┌─ EXTRACTED DATA
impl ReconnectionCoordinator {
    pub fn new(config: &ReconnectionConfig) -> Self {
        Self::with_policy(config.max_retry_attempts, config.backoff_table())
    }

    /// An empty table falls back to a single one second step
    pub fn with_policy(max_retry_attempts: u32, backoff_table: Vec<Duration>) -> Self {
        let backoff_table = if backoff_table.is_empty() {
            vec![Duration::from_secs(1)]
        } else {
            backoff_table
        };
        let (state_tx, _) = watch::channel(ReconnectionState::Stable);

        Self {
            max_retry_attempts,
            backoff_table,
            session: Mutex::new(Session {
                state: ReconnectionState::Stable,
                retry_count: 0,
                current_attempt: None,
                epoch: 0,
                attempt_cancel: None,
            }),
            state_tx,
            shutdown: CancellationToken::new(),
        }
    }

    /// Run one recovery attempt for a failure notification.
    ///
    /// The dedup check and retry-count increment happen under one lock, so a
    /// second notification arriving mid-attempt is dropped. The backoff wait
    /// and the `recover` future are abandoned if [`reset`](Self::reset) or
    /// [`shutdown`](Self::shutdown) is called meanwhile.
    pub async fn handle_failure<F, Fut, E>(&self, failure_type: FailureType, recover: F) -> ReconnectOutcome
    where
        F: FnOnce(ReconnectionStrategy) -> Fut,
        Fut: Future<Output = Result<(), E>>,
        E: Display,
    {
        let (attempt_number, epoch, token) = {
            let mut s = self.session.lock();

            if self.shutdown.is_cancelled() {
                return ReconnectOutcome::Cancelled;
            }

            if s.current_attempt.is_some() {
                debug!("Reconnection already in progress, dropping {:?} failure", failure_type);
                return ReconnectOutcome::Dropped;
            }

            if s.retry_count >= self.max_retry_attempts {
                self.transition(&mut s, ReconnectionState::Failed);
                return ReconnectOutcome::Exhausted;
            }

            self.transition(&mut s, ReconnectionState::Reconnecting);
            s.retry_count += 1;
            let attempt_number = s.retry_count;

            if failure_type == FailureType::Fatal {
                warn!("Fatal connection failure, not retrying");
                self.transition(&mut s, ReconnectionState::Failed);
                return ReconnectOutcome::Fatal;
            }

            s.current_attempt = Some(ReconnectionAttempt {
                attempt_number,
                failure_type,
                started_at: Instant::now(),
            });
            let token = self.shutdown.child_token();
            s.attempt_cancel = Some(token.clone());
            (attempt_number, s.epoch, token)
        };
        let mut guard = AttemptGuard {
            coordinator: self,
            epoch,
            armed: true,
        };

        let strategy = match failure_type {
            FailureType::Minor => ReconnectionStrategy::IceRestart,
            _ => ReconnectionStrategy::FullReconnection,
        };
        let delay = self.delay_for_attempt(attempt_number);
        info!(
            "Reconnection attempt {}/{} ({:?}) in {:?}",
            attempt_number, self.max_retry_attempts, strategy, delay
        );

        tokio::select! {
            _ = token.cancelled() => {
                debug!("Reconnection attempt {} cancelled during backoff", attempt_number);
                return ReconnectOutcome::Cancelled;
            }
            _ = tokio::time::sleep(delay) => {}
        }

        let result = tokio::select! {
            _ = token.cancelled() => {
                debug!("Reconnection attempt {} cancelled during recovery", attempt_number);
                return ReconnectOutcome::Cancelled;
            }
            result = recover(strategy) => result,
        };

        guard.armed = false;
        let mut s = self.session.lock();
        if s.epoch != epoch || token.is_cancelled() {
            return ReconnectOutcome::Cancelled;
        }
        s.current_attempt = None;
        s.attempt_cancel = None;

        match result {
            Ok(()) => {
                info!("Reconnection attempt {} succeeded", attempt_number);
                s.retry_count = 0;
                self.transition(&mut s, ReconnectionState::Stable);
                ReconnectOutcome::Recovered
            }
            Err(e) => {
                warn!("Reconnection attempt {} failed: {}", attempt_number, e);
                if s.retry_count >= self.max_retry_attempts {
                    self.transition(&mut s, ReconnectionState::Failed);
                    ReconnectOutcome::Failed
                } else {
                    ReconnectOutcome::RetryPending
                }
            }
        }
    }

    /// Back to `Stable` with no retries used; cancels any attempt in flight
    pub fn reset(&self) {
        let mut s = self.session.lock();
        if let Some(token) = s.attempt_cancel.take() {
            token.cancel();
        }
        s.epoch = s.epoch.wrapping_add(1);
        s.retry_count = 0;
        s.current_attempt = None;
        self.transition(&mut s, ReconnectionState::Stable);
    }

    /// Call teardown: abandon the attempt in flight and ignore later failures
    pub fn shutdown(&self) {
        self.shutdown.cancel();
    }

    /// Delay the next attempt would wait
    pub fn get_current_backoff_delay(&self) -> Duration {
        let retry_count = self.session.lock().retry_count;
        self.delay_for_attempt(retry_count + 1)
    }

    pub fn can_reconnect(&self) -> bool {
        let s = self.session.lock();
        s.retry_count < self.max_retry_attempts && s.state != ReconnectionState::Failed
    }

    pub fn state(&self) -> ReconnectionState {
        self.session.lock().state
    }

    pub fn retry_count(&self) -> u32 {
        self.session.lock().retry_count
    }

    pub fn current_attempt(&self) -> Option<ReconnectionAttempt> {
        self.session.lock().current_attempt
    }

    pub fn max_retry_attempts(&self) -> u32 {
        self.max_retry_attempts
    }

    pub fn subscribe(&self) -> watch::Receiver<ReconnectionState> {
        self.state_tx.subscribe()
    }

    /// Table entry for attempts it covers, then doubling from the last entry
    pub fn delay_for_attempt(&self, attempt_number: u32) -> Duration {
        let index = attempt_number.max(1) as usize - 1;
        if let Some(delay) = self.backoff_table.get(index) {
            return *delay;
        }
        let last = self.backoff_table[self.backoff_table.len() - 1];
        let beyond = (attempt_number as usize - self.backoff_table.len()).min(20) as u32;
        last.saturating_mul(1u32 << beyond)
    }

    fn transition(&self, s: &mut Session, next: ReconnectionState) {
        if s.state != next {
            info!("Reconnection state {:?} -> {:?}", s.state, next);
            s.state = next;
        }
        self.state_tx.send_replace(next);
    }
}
└─
### [EXERCISE PROMPT]
Print the data above exactly as it reads.

### [SOLUTION TO THIS TASK]
impl ReconnectionCoordinator {
    pub fn new(config: &ReconnectionConfig) -> Self {
        Self::with_policy(config.max_retry_attempts, config.backoff_table())
    }

    /// An empty table falls back to a single one second step
    pub fn with_policy(max_retry_attempts: u32, backoff_table: Vec<Duration>) -> Self {
        let backoff_table = if backoff_table.is_empty() {
            vec![Duration::from_secs(1)]
        } else {
            backoff_table
        };
        let (state_tx, _) = watch::channel(ReconnectionState::Stable);

        Self {
            max_retry_attempts,
            backoff_table,
            session: Mutex::new(Session {
                state: ReconnectionState::Stable,
                retry_count: 0,
                current_attempt: None,
                epoch: 0,
                attempt_cancel: None,
            }),
            state_tx,
            shutdown: CancellationToken::new(),
        }
    }

    /// Run one recovery attempt for a failure notification.
    ///
    /// The dedup check and retry-count increment happen under one lock, so a
    /// second notification arriving mid-attempt is dropped. The backoff wait
    /// and the `recover` future are abandoned if [`reset`](Self::reset) or
    /// [`shutdown`](Self::shutdown) is called meanwhile.
    pub async fn handle_failure<F, Fut, E>(&self, failure_type: FailureType, recover: F) -> ReconnectOutcome
    where
        F: FnOnce(ReconnectionStrategy) -> Fut,
        Fut: Future<Output = Result<(), E>>,
        E: Display,
    {
        let (attempt_number, epoch, token) = {
            let mut s = self.session.lock();

            if self.shutdown.is_cancelled() {
                return ReconnectOutcome::Cancelled;
            }

            if s.current_attempt.is_some() {
                debug!("Reconnection already in progress, dropping {:?} failure", failure_type);
                return ReconnectOutcome::Dropped;
            }

            if s.retry_count >= self.max_retry_attempts {
                self.transition(&mut s, ReconnectionState::Failed);
                return ReconnectOutcome::Exhausted;
            }

            self.transition(&mut s, ReconnectionState::Reconnecting);
            s.retry_count += 1;
            let attempt_number = s.retry_count;

            if failure_type == FailureType::Fatal {
                warn!("Fatal connection failure, not retrying");
                self.transition(&mut s, ReconnectionState::Failed);
                return ReconnectOutcome::Fatal;
            }

            s.current_attempt = Some(ReconnectionAttempt {
                attempt_number,
                failure_type,
                started_at: Instant::now(),
            });
            let token = self.shutdown.child_token();
            s.attempt_cancel = Some(token.clone());
            (attempt_number, s.epoch, token)
        };
        let mut guard = AttemptGuard {
            coordinator: self,
            epoch,
            armed: true,
        };

        let strategy = match failure_type {
            FailureType::Minor => ReconnectionStrategy::IceRestart,
            _ => ReconnectionStrategy::FullReconnection,
        };
        let delay = self.delay_for_attempt(attempt_number);
        info!(
            "Reconnection attempt {}/{} ({:?}) in {:?}",
            attempt_number, self.max_retry_attempts, strategy, delay
        );

        tokio::select! {
            _ = token.cancelled() => {
                debug!("Reconnection attempt {} cancelled during backoff", attempt_number);
                return ReconnectOutcome::Cancelled;
            }
            _ = tokio::time::sleep(delay) => {}
        }

        let result = tokio::select! {
            _ = token.cancelled() => {
                debug!("Reconnection attempt {} cancelled during recovery", attempt_number);
                return ReconnectOutcome::Cancelled;
            }
            result = recover(strategy) => result,
        };

        guard.armed = false;
        let mut s = self.session.lock();
        if s.epoch != epoch || token.is_cancelled() {
            return ReconnectOutcome::Cancelled;
        }
        s.current_attempt = None;
        s.attempt_cancel = None;

        match result {
            Ok(()) => {
                info!("Reconnection attempt {} succeeded", attempt_number);
                s.retry_count = 0;
                self.transition(&mut s, ReconnectionState::Stable);
                ReconnectOutcome::Recovered
            }
            Err(e) => {
                warn!("Reconnection attempt {} failed: {}", attempt_number, e);
                if s.retry_count >= self.max_retry_attempts {
                    self.transition(&mut s, ReconnectionState::Failed);
                    ReconnectOutcome::Failed
                } else {
                    ReconnectOutcome::RetryPending
                }
            }
        }
    }

    /// Back to `Stable` with no retries used; cancels any attempt in flight
    pub fn reset(&self) {
        let mut s = self.session.lock();
        if let Some(token) = s.attempt_cancel.take() {
            token.cancel();
        }
        s.epoch = s.epoch.wrapping_add(1);
        s.retry_count = 0;
        s.current_attempt = None;
        self.transition(&mut s, ReconnectionState::Stable);
    }

    /// Call teardown: abandon the attempt in flight and ignore later failures
    pub fn shutdown(&self) {
        self.shutdown.cancel();
    }

    /// Delay the next attempt would wait
    pub fn get_current_backoff_delay(&self) -> Duration {
        let retry_count = self.session.lock().retry_count;
        self.delay_for_attempt(retry_count + 1)
    }

    pub fn can_reconnect(&self) -> bool {
        let s = self.session.lock();
        s.retry_count < self.max_retry_attempts && s.state != ReconnectionState::Failed
    }

    pub fn state(&self) -> ReconnectionState {
        self.session.lock().state
    }

    pub fn retry_count(&self) -> u32 {
        self.session.lock().retry_count
    }

    pub fn current_attempt(&self) -> Option<ReconnectionAttempt> {
        self.session.lock().current_attempt
    }

    pub fn max_retry_attempts(&self) -> u32 {
        self.max_retry_attempts
    }

    pub fn subscribe(&self) -> watch::Receiver<ReconnectionState> {
        self.state_tx.subscribe()
    }

    /// Table entry for attempts it covers, then doubling from the last entry
    pub fn delay_for_attempt(&self, attempt_number: u32) -> Duration {
        let index = attempt_number.max(1) as usize - 1;
        if let Some(delay) = self.backoff_table.get(index) {
            return *delay;
        }
        let last = self.backoff_table[self.backoff_table.len() - 1];
        let beyond = (attempt_number as usize - self.backoff_table.len()).min(20) as u32;
        last.saturating_mul(1u32 << beyond)
    }

    fn transition(&self, s: &mut Session, next: ReconnectionState) {
        if s.state != next {
            info!("Reconnection state {:?} -> {:?}", s.state, next);
            s.state = next;
        }
        self.state_tx.send_replace(next);
    }
}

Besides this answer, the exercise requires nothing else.